Reproduce only the lines of the material below that start at the line containing "slot's current occupant." and stop at the line containing "pub enum TagState". Keep both end lines.

Excerpted records ::
# # # # # # #
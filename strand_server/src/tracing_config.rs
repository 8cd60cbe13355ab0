use crate::config::*;
use tracing_subscriber::{
    prelude::*,
    filter::{filter_fn, Targets},
    Layer,
    registry::LookupSpan,
};
use tracing_core::LevelFilter;
use tracing::Subscriber;

use std::{
    io::{
        Error as IoError
    },
    path::Path,
};

/// Short names accepted in a log target's `modules`, and the crates they cover
const COMPONENTS: &[(&str, &[&str])] = &[
    ("inbound", &["client_listener"]),
    ("outbound", &["strand_remote"]),
    ("network", &["strand_network"]),
    ("server", &["strand_server", "strand"]),
    ("strand", &["strand_server", "strand", "client_listener", "strand_remote", "strand_network"]),
];

/// Dependencies that are quiet unless asked for. The console layer needs the
/// runtime's own instrumentation, so it lifts the first two.
const RUNTIME_TARGETS: &[&str] = &["tokio", "runtime"];
const QUIET_TARGETS: &[&str] = &["mio", "h2", "hyper", "tower", "tonic"];

fn expand_modules(modules: &[String]) -> Vec<String>
{
    let mut prefixes = Vec::new();
    for module in modules
    {
        match COMPONENTS.iter().find(|(name, _)| name == module)
        {
            Some((_, crates)) => prefixes.extend(crates.iter().map(|c| c.to_string())),
            None => prefixes.push(module.clone()),
        }
    }
    prefixes
}

fn build_target<S>(conf: LogEntry, dir: impl AsRef<Path>) -> Result<Box<dyn Layer<S> + Send + Sync + 'static>, IoError>
    where S: Subscriber + Send + Sync,
          for<'span> S: LookupSpan<'span>,
{
    let layer = match &conf.target
    {
        LogTarget::File { filename } =>
        {
            tracing_subscriber::fmt::layer()
                                     .with_writer(tracing_appender::rolling::daily(dir, filename))
                                     .with_ansi(false)
                                     .with_thread_names(true)
                                     .boxed()
        }
        LogTarget::Builtin(BuiltinLogTarget::Stdout) =>
        {
            tracing_subscriber::fmt::layer().with_writer(std::io::stdout).boxed()
        }
        LogTarget::Builtin(BuiltinLogTarget::Stderr) =>
        {
            tracing_subscriber::fmt::layer().with_writer(std::io::stderr).with_ansi(false).boxed()
        }
    };

    let level: LevelFilter = conf.level.map_or(LevelFilter::TRACE, Into::into);
    let prefixes = expand_modules(&conf.modules);

    let filter = filter_fn(move |metadata| {
        metadata.level() <= &level &&
            (
                prefixes.is_empty() ||
                    metadata.module_path().map_or(true, |module| prefixes.iter().any(|p| module.starts_with(p.as_str())))
            )
    });

    Ok(layer.with_filter(filter).boxed())
}

/// The process-wide filter. It only holds back dependencies; each log target
/// filters for itself on top of it. Configured module levels win over the
/// built-in ones.
fn global_filter(conf: &LoggingConfig) -> Targets
{
    let default = LevelFilter::from(conf.default_level.unwrap_or(LogLevel::Trace));
    let runtime = if conf.console_address.is_some() { LevelFilter::TRACE } else { LevelFilter::WARN };

    let builtin = RUNTIME_TARGETS.iter().map(|t| (t.to_string(), runtime))
                    .chain(QUIET_TARGETS.iter().map(|t| (t.to_string(), LevelFilter::WARN)))
                    .filter(|(t, _)| !conf.module_levels.contains_key(t));

    Targets::new()
        .with_default(default)
        .with_targets(builtin)
        .with_targets(conf.module_levels.iter().map(|(module, level)| (module.clone(), LevelFilter::from(*level))))
}

/// Assemble the process-wide subscriber: one layer per log target, each
/// with its own level and module filter.
pub fn build_subscriber(conf: LoggingConfig) -> Result<impl Subscriber, IoError>
{
    let filter = global_filter(&conf);
    let mut layers = Vec::new();

    for target in conf.targets
    {
        layers.push(build_target(target, &conf.dir)?);
    }

    let console = conf.console_address.map(|addr| console_subscriber::ConsoleLayer::builder().server_addr(addr).spawn());

    Ok(tracing_subscriber::registry()
            .with(console)
            .with(filter)
            .with(layers)
        )
}

#[cfg(test)]
mod tests
{
    use super::*;
    use pretty_assertions::assert_eq;
    use tracing::Level;

    fn logging(extra: &str) -> LoggingConfig
    {
        let conf = format!(r#"{{ dir: "log/", "default-level": "debug", targets: [], {} }}"#, extra);
        json5::from_str(&conf).unwrap()
    }

    #[test]
    fn components_expand_to_crates()
    {
        let modules = vec!["outbound".to_string(), "json5".to_string()];
        assert_eq!(expand_modules(&modules), vec!["strand_remote".to_string(), "json5".to_string()]);
    }

    #[test]
    fn runtime_is_quiet_without_console()
    {
        let filter = global_filter(&logging(""));
        assert!(filter.would_enable("strand_remote::link", &Level::DEBUG));
        assert!(!filter.would_enable("strand_remote::link", &Level::TRACE));
        assert!(!filter.would_enable("tokio::task", &Level::DEBUG));
        assert!(filter.would_enable("tokio::task", &Level::WARN));
    }

    #[test]
    fn console_and_module_levels_lift_targets()
    {
        let filter = global_filter(&logging(r#""console-address": "127.0.0.1:9999", "module-levels": { "hyper": "info" }"#));
        assert!(filter.would_enable("tokio::task", &Level::TRACE));
        assert!(filter.would_enable("runtime::resource", &Level::TRACE));
        assert!(filter.would_enable("hyper::proto", &Level::INFO));
        assert!(!filter.would_enable("mio::poll", &Level::INFO));
    }
}
use crate::*;

use std::sync::Arc;
use strand_network::{Dc, Socket, TaskPool};

/// Everything the clients of one server share
pub struct ClientContext
{
    pub conf: ClientConfig,
    pub registry: ClientRegistry,
    pub resources: ResourceRegistry,
    pub pool: TaskPool,
}

impl ClientContext
{
    pub fn new(conf: ClientConfig, resources: ResourceRegistry) -> Arc<Self>
    {
        let pool = TaskPool::new("request", 0);
        pool.add(conf.request_pool_size);

        Arc::new(Self {
            conf,
            registry: ClientRegistry::new(),
            resources,
            pool,
        })
    }

    /// Take ownership of a newly connected socket and start serving it.
    pub fn add_client(self: &Arc<Self>, id: ConnectionId, sock: Socket) -> Arc<Client>
    {
        let client = Arc::new(Client::new(id, Some(sock), Arc::clone(self)));
        self.registry.register(&client);
        tracing::debug!("client[{}]: accepted as {}", client.remote(), id);

        client.async_recv_next(self.conf.idle_timeout);
        client
    }

    /// Stop serving: interrupt in-progress requests and reset every client.
    pub async fn shutdown(&self)
    {
        self.pool.interrupt();
        self.registry.disconnect_all(Dc::Rst).await;
    }
}
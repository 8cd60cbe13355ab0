use super::{Code, FramingError};

/// Most header lines accepted in one head
pub const MAX_HEADERS: usize = 64;

fn find_header<'a>(headers: &'a [(String, String)], name: &str) -> Option<&'a str> {
    headers
        .iter()
        .find(|(n, _)| n.eq_ignore_ascii_case(name))
        .map(|(_, v)| v.as_str())
}

fn owned_headers(headers: &[httparse::Header<'_>]) -> Vec<(String, String)> {
    headers
        .iter()
        .map(|h| {
            (
                h.name.to_string(),
                String::from_utf8_lossy(h.value).trim().to_string(),
            )
        })
        .collect()
}

fn parse_content_length(headers: &[(String, String)]) -> Result<Option<usize>, FramingError> {
    match find_header(headers, "content-length") {
        Some(value) => value
            .parse()
            .map(Some)
            .map_err(|_| FramingError::ContentLength),
        None => Ok(None),
    }
}

fn is_chunked(headers: &[(String, String)]) -> bool {
    find_header(headers, "transfer-encoding")
        .map_or(false, |v| v.to_ascii_lowercase().contains("chunked"))
}

/// A parsed request line and header block
#[derive(Clone, Debug, PartialEq, Eq)]
pub struct RequestHead {
    pub method: String,
    pub path: String,
    pub query: Option<String>,
    /// Minor version: 0 for HTTP/1.0, 1 for HTTP/1.1
    pub version: u8,
    pub headers: Vec<(String, String)>,
    pub content_length: usize,
    /// Bytes the head occupied on the wire, including the terminating blank line
    pub head_len: usize,
}

impl RequestHead {
    /// Parse a request head from the front of `buf`. `Ok(None)` means more
    /// bytes are needed.
    pub fn parse(buf: &[u8]) -> Result<Option<Self>, FramingError> {
        let mut headers = [httparse::EMPTY_HEADER; MAX_HEADERS];
        let mut req = httparse::Request::new(&mut headers);

        let head_len = match req.parse(buf) {
            Ok(httparse::Status::Complete(n)) => n,
            Ok(httparse::Status::Partial) => return Ok(None),
            Err(e) => return Err(FramingError::Malformed(e.to_string())),
        };

        let target = req.path.unwrap_or_default();
        let (path, query) = match target.split_once('?') {
            Some((path, query)) => (path.to_string(), Some(query.to_string())),
            None => (target.to_string(), None),
        };

        let headers = owned_headers(req.headers);
        if is_chunked(&headers) {
            return Err(FramingError::Unsupported("chunked request content"));
        }
        let content_length = parse_content_length(&headers)?.unwrap_or(0);

        Ok(Some(Self {
            method: req.method.unwrap_or_default().to_string(),
            path,
            query,
            version: req.version.unwrap_or(1),
            headers,
            content_length,
            head_len,
        }))
    }

    /// Look up a header, ignoring case
    pub fn header(&self, name: &str) -> Option<&str> {
        find_header(&self.headers, name)
    }

    /// Whether the client expects the connection to stay open after this request
    pub fn keep_alive(&self) -> bool {
        match self.header("connection") {
            Some(v) if v.eq_ignore_ascii_case("close") => false,
            Some(v) if v.eq_ignore_ascii_case("keep-alive") => true,
            _ => self.version >= 1,
        }
    }
}

/// How the content following a response head is delimited
#[derive(Clone, Copy, Debug, PartialEq, Eq)]
pub enum Framing {
    Length(usize),
    Chunked,
    /// Content runs until the remote closes the connection
    UntilClose,
}

/// A parsed status line and header block
#[derive(Clone, Debug, PartialEq, Eq)]
pub struct ResponseHead {
    pub code: Code,
    pub reason: String,
    pub version: u8,
    pub headers: Vec<(String, String)>,
    pub content_length: Option<usize>,
    pub chunked: bool,
    pub head_len: usize,
}

impl ResponseHead {
    /// Parse a response head from the front of `buf`. `Ok(None)` means more
    /// bytes are needed.
    pub fn parse(buf: &[u8]) -> Result<Option<Self>, FramingError> {
        let mut headers = [httparse::EMPTY_HEADER; MAX_HEADERS];
        let mut resp = httparse::Response::new(&mut headers);

        let head_len = match resp.parse(buf) {
            Ok(httparse::Status::Complete(n)) => n,
            Ok(httparse::Status::Partial) => return Ok(None),
            Err(e) => return Err(FramingError::Malformed(e.to_string())),
        };

        let headers = owned_headers(resp.headers);
        let chunked = is_chunked(&headers);
        let content_length = parse_content_length(&headers)?;

        Ok(Some(Self {
            code: Code(resp.code.unwrap_or_default()),
            reason: resp.reason.unwrap_or_default().to_string(),
            version: resp.version.unwrap_or(1),
            headers,
            content_length,
            chunked,
            head_len,
        }))
    }

    pub fn header(&self, name: &str) -> Option<&str> {
        find_header(&self.headers, name)
    }

    pub fn framing(&self) -> Framing {
        if self.code.is_bodiless() {
            Framing::Length(0)
        } else if self.chunked {
            Framing::Chunked
        } else {
            match self.content_length {
                Some(len) => Framing::Length(len),
                None => Framing::UntilClose,
            }
        }
    }

    /// Whether the remote will accept another request on this connection
    pub fn keep_alive(&self) -> bool {
        match self.header("connection") {
            Some(v) if v.eq_ignore_ascii_case("close") => false,
            _ => self.version >= 1 && self.framing() != Framing::UntilClose,
        }
    }
}

/// Serialise an outbound request head
pub fn build_request_head(
    method: &str,
    host: &str,
    path: &str,
    headers: &[(String, String)],
    content_length: usize,
) -> Vec<u8> {
    let mut head = format!("{} {} HTTP/1.1\r\nHost: {}\r\n", method, path, host);
    for (name, value) in headers {
        if name.eq_ignore_ascii_case("host") || name.eq_ignore_ascii_case("content-length") {
            continue;
        }
        head.push_str(name);
        head.push_str(": ");
        head.push_str(value);
        head.push_str("\r\n");
    }
    if content_length > 0 || !matches!(method, "GET" | "HEAD") {
        head.push_str(&format!("Content-Length: {}\r\n", content_length));
    }
    head.push_str("\r\n");
    head.into_bytes()
}
use crate::{In, Opts, Out, Peer, RemoteError, Response};

use std::sync::Weak;
use tokio::sync::oneshot;

/// A generation-checked reference to a tag slot.
///
/// Slots are reused once a tag is retired; the generation tells a stale
/// reference apart from the slot's current occupant.
#[derive(Clone, Copy, Debug, PartialEq, Eq, Hash)]
pub struct TagId {
    pub(crate) key: usize,
    pub(crate) generation: u64,
}

/// Where a tag is in its lifetime
#[derive(Clone, Copy, Debug, PartialEq, Eq, strum::Display)]
pub enum TagState {
    /// Waiting for a link with room
    Pending,
    /// Attached to a link, not yet written
    Queued,
    Writing,
    /// Written in full; waiting for the response
    Written,
    Reading,
}

impl TagState {
    /// Whether any of the request may have reached the network
    pub fn on_wire(self) -> bool {
        matches!(self, Self::Writing | Self::Written | Self::Reading)
    }
}

pub(crate) type ResultSender = oneshot::Sender<Result<Response, RemoteError>>;

/// The pool's record of one in-flight request
pub(crate) struct TagSlot {
    pub generation: u64,
    pub state: TagState,
    pub link: Option<u64>,
    pub out: Option<Out>,
    pub input: Option<In>,
    pub opts: Opts,
    pub result: Option<ResultSender>,
}

impl TagSlot {
    /// Resolve the request, unless someone already did
    pub fn resolve(&mut self, result: Result<Response, RemoteError>) {
        if let Some(sender) = self.result.take() {
            // The request may have been dropped already
            let _ = sender.send(result);
        }
    }
}

/// A request's owning reference to its tag
#[derive(Debug)]
pub(crate) struct TagHandle {
    pub peer: Weak<Peer>,
    pub id: TagId,
}

impl TagHandle {
    pub fn cancel(&self) -> bool {
        match self.peer.upgrade() {
            Some(peer) => peer.cancel(self.id),
            None => false,
        }
    }

    pub fn state(&self) -> Option<TagState> {
        self.peer.upgrade().and_then(|peer| peer.tag_state(self.id))
    }
}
# # # # # # #
Final answer ::
/// reference apart from the slot's current occupant.
#[derive(Clone, Copy, Debug, PartialEq, Eq, Hash)]
pub struct TagId {
    pub(crate) key: usize,
    pub(crate) generation: u64,
}

/// Where a tag is in its lifetime
#[derive(Clone, Copy, Debug, PartialEq, Eq, strum::Display)]
pub enum TagState {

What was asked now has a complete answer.